22 de noviembre de 2022

Del salto cuántico a las mutaciones

Veíamos aquí cómo, desde el punto de vista molecular, el hecho de que la energía se transmitiera a golpes tenía sus ventajas, ya que ello propiciaba la estabilidad de la molécula ante ciertas variaciones energéticas pequeñas, siendo necesaria que éstas superen un determinado umbral para provocar un cambio en su estructura; en el ámbito que nos ocupa, moléculas orgánicas, ese cambio estructural se traduciría en una mutación. El hecho de que las mutaciones, o cambios estructurales moleculares, se hagan a golpes, va a ser fundamental para la vida.

Este suministro de energía a las moléculas biológicas se realiza sobre todo mediante el calor: es necesario ‘calentar’ la molécula para sacarla de su estado estable y llevarle a otro. Los efectos de la energía calorífica son un poco irregulares; es decir, no es estrictamente cierto que, a una temperatura exacta, siempre la misma, se produzca el salto; sólo se puede estimar ese salto probabilísticamente. Con otras palabras: cuando se ‘baña térmicamente’ a moléculas similares, no todas saltan exactamente igual, sino que cada una lo hace cuando lo hace, siendo imposible prever cuándo ‘esta molécula en concreto’ va a saltar. Lo que sí se puede hacer, como se hace en casos similares a éste, es hablar de valores medios; en nuestro caso, la variable que se emplea es el tiempo de expectación, es decir, «el tiempo medio que hay que esperar hasta que se produzca la elevación».

Unos pocos datos técnicos. Polanyi y Wigner investigaron a fondo este tiempo de expectación (t), y averiguaron que dependía de dos variables energéticas, a saber: la primera relacionada con la cantidad de energía a suministrar para propiciar el salto (W), y la segunda con la intensidad del movimiento térmico propio, el cual depende de la temperatura en que se encuentre la molécula previamente (si la temperatura es T, este valor se define como kT, siendo k la constante de Boltzmann). Decíamos que el tiempo de expectación dependía de estas dos variables, de W y de kT. Es fácil pensar que, cuanto mayor sea W, cuanta más energía haya que suministrar, mayor será dicho tiempo; y que cuanto mayor sea kT, más ‘agitadas’ estarán las partículas, por lo que dicho tiempo será menor. Por lo tanto, el tiempo de expectación será proporcional a W/kT. Se ha comprobado que para W/kT = 30, el tiempo de expectación es de una décima de segundo; para un valor de 50 aumentaría hasta casi un año y medio; y para un valor de 60 hasta nada menos que treinta mil años.

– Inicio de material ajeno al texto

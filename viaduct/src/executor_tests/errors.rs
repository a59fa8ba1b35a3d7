use std::sync::Arc;

use pretty_assertions::assert_eq;

use crate::{
    ErrorKind, FieldError, FieldExecutionContext, FieldResolver, FieldResolverDescriptor,
    FieldResult, ResolvedValue, TenantBootstrapper, Viaduct,
};

use super::{as_json, run, test_service};

#[tokio::test]
async fn errors_sort_by_path_then_message() {
    let (service, _) = test_service();
    // Alias order inverts source order; the sort must not care.
    let response = run(&service, "{ z: boomB a: boomA }").await;
    let json = as_json(&response);

    assert_eq!(
        json["data"],
        serde_json::json!({ "z": null, "a": null }),
    );
    let errors = json["errors"].as_array().unwrap();
    assert_eq!(errors.len(), 2);
    assert_eq!(errors[0]["path"], serde_json::json!(["a"]));
    assert_eq!(errors[0]["message"], "boom A");
    assert_eq!(errors[1]["path"], serde_json::json!(["z"]));
    assert_eq!(errors[1]["message"], "boom B");
}

#[tokio::test]
async fn resolver_errors_carry_their_classification_and_location() {
    let (service, _) = test_service();
    let response = run(&service, "{ boomA }").await;
    let json = as_json(&response);
    assert_eq!(
        json["errors"][0]["extensions"]["classification"],
        "DataFetchingException",
    );
    assert!(json["errors"][0]["locations"][0]["line"].is_u64());
}

struct ThrowingX;

#[async_trait::async_trait]
impl FieldResolver for ThrowingX {
    async fn resolve(&self, _: &FieldExecutionContext) -> FieldResult<ResolvedValue> {
        Err(FieldError::new("x is broken", ErrorKind::DataFetching))
    }
}

struct QuietY;

#[async_trait::async_trait]
impl FieldResolver for QuietY {
    async fn resolve(&self, _: &FieldExecutionContext) -> FieldResult<ResolvedValue> {
        Ok(ResolvedValue::scalar("fine"))
    }
}

struct PartialTenant;

impl TenantBootstrapper for PartialTenant {
    fn field_resolvers(&self) -> Vec<FieldResolverDescriptor> {
        vec![
            FieldResolverDescriptor::for_coordinate("Query", "x").resolver(Arc::new(ThrowingX)),
            FieldResolverDescriptor::for_coordinate("Query", "y").resolver(Arc::new(QuietY)),
        ]
    }
}

fn partial_failure_service() -> Viaduct {
    Viaduct::builder()
        .schema_source(
            "partial.graphql",
            "type Query { x: Int! @resolver y: String @resolver }",
        )
        .tenant_bootstrapper(Arc::new(PartialTenant))
        .build()
        .unwrap()
}

#[tokio::test]
async fn non_null_errors_propagate_to_the_root() {
    let service = partial_failure_service();
    let response = run(&service, "{ x y }").await;
    let json = as_json(&response);

    // `x` is non-null, so its failure nulls `data` entirely.
    assert_eq!(json["data"], serde_json::Value::Null);
    assert_eq!(json["errors"][0]["path"], serde_json::json!(["x"]));
    assert_eq!(json["errors"][0]["message"], "x is broken");
}

#[tokio::test]
async fn nullable_siblings_survive_partial_failure() {
    let service = partial_failure_service();
    let response = run(&service, "{ y }").await;
    assert_eq!(
        as_json(&response),
        serde_json::json!({ "data": { "y": "fine" } }),
    );
}

#[tokio::test]
async fn unknown_fields_fail_validation_before_execution() {
    let (service, state) = test_service();
    let response = run(&service, "{ config { flag } wingspan }").await;
    let json = as_json(&response);

    assert_eq!(json["data"], serde_json::Value::Null);
    assert_eq!(
        json["errors"][0]["extensions"]["classification"],
        "ValidationError",
    );
    // Validation failed the request before any resolver ran.
    assert_eq!(
        state
            .config_invocations
            .load(std::sync::atomic::Ordering::SeqCst),
        0,
    );
}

Se observa claramente una escala logarítmica, según la cual se puede expresar así al tiempo de expectación: t=τe^(W⁄kT), siendo τ una constante muy pequeña, del orden de 10⁻¹³ – 10⁻¹⁴ segundos. Esta ecuación tiene una importancia fundamental, pues viene a indicarnos la probabilidad de que una determinada molécula cambie de estado ante una incidencia accidental de energía; probabilidad que ―como decía― depende del cociente W/kT, aumentando exponencialmente conforme crece linealmente este cociente, lo que tiene una relevancia en el mundo de la vida fundamental.

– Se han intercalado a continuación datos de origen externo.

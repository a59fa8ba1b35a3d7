//! The serialization pass: walks the plan over the settled object-engine
//! results and produces the response value, bubbling nulls to the nearest
//! nullable ancestor.

use std::sync::Arc;

use crate::{
    executor::{
        ExecutionParameters,
        engine::step_included,
        error::{ErrorKind, ExecutionError, FieldError, ResponsePath},
        oer::{EngineValue, NodeSlot, OerId},
    },
    plan::{FieldStep, QueryPlan},
    schema::TypeExpr,
    value::{Object, Value},
};

/// Serializes the scope's root object. `None` means a non-null violation
/// reached the root: `data` is null.
pub(crate) fn serialize_response(params: &ExecutionParameters) -> Option<Value> {
    let plan = Arc::clone(&params.plan);
    serialize_object(params, params.root_oer, &plan, &ResponsePath::root())
}

fn serialize_object(
    params: &ExecutionParameters,
    oer_id: OerId,
    plan: &Arc<QueryPlan>,
    path: &Arc<ResponsePath>,
) -> Option<Value> {
    let oer = params.shared.arena.get(oer_id);
    let type_name = oer.type_name().clone();

    let mut object = Object::with_capacity(plan.steps.len());
    for step in &plan.steps {
        if !step_included(params, step) || !step.applies_to(params.schema(), &type_name) {
            continue;
        }
        // Disjoint condition steps can share a response key; the applicable
        // one that serialized first answers it.
        if object.contains_field(&step.response_key) {
            continue;
        }

        if step.is_typename() {
            object.add_field(step.response_key.as_str(), Value::scalar(type_name.as_str()));
            continue;
        }

        let field_path = path.key(step.response_key.as_str());
        let outcome = oer
            .existing_cell(&step.response_key)
            .and_then(|cell| cell.terminal());

        let value = match outcome {
            Some(Ok(value)) => {
                serialize_value(params, value, &step.field_type, step, &field_path)
            }
            // The failure was recorded when the cell settled; here it only
            // decides nulling.
            Some(Err(_)) => nullable_or_bubble(&step.field_type),
            // Never resolved (e.g. left to a selective resolver that chose
            // not to): absent, not an error.
            None => nullable_or_bubble(&step.field_type),
        };

        match value {
            Some(v) => {
                object.add_field(step.response_key.as_str(), v);
            }
            None => return None,
        }
    }

    Some(Value::Object(object))
}

fn nullable_or_bubble(expr: &TypeExpr) -> Option<Value> {
    expr.is_nullable().then(Value::null)
}

fn serialize_value(
    params: &ExecutionParameters,
    value: EngineValue,
    expr: &TypeExpr,
    step: &FieldStep,
    path: &Arc<ResponsePath>,
) -> Option<Value> {
    match value {
        EngineValue::Null => {
            if expr.is_nullable() {
                Some(Value::Null)
            } else {
                record_non_null_violation(params, step, path);
                None
            }
        }
        EngineValue::Scalar(s) => Some(Value::Scalar(s)),
        EngineValue::Enum(e) => Some(Value::scalar(e.as_str())),
        EngineValue::List(items) => {
            let inner = if expr.is_list() {
                expr.unwrap_list()
            } else {
                expr.clone()
            };
            let mut out = Vec::with_capacity(items.len());
            for (i, item) in items.into_iter().enumerate() {
                match serialize_value(params, item, &inner, step, &path.index(i)) {
                    Some(v) => out.push(v),
                    // A non-nullable element exploded: the whole list goes.
                    None => return nullable_or_bubble(expr),
                }
            }
            Some(Value::List(out))
        }
        EngineValue::Object(id) => {
            let Some(child) = &step.child else {
                return nullable_or_bubble(expr);
            };
            match serialize_object(params, id, child, path) {
                Some(v) => Some(v),
                None => nullable_or_bubble(expr),
            }
        }
        EngineValue::NodeRef(gid) => {
            let slot = params
                .shared
                .node_cache
                .lock()
                .expect("node cache poisoned")
                .get(&gid)
                .cloned();
            match slot {
                Some(NodeSlot::Ready(id)) => {
                    let Some(child) = &step.child else {
                        return nullable_or_bubble(expr);
                    };
                    match serialize_object(params, id, child, path) {
                        Some(v) => Some(v),
                        None => nullable_or_bubble(expr),
                    }
                }
                // The node never materialized (null node, failed resolver, or
                // an identity-only selection): identity fields still answer.
                _ => serialize_identity_only(params, &gid, step, path),
            }
        }
    }
}

/// An unmaterialized node reference serializes its identity selections only;
/// anything deeper is null.
fn serialize_identity_only(
    params: &ExecutionParameters,
    gid: &crate::global_id::GlobalId,
    step: &FieldStep,
    path: &Arc<ResponsePath>,
) -> Option<Value> {
    let Some(child) = &step.child else {
        return nullable_or_bubble(&step.field_type);
    };

    let mut object = Object::with_capacity(child.steps.len());
    for child_step in &child.steps {
        if !step_included(params, child_step)
            || !child_step.applies_to(params.schema(), &gid.type_name)
        {
            continue;
        }
        if child_step.is_typename() {
            object.add_field(
                child_step.response_key.as_str(),
                Value::scalar(gid.type_name.as_str()),
            );
        } else if child_step.field_name == "id" {
            object.add_field(
                child_step.response_key.as_str(),
                Value::scalar(params.shared.codec.serialize(gid)),
            );
        } else if child_step.field_type.is_nullable() {
            object.add_field(child_step.response_key.as_str(), Value::Null);
        } else {
            return nullable_or_bubble(&step.field_type);
        }
    }
    Some(Value::Object(object))
}

fn record_non_null_violation(
    params: &ExecutionParameters,
    step: &FieldStep,
    path: &Arc<ResponsePath>,
) {
    params.shared.errors.push(ExecutionError::new(
        Some(step.span.start),
        path.segments(),
        FieldError::new(
            format!(
                "Cannot return null for non-nullable field of type \"{}\"",
                step.field_type,
            ),
            ErrorKind::DataFetching,
        ),
    ));
}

Pues aquí está el meollo. Cuanto menos agitada esté una molécula orgánica, y más energía haya que aplicarle para que dé el salto, más estable será, y menos facilidad tendrá para mutar; y viceversa: cuanto más agitada esté, y menos energía haya que suministrar, más inestable será y más fácil será que mute. Por lo general estas mutaciones no son sino modificaciones en el seno de la molécula; más que cambiar sus componentes, se suelen reconfigurar atendiendo a órdenes distintos, algunos más relevantes que otros. Es fácil pensar que las moléculas orgánicas tienen una estabilidad suficiente que les posibilite existir con cierta garantía, siendo preciso algún fenómeno anómalo para que la mutación se dé. En caso contrario, no existirían moléculas lo suficientemente estables para posibilitar la existencia de especies o de individuos, o de la misma vida.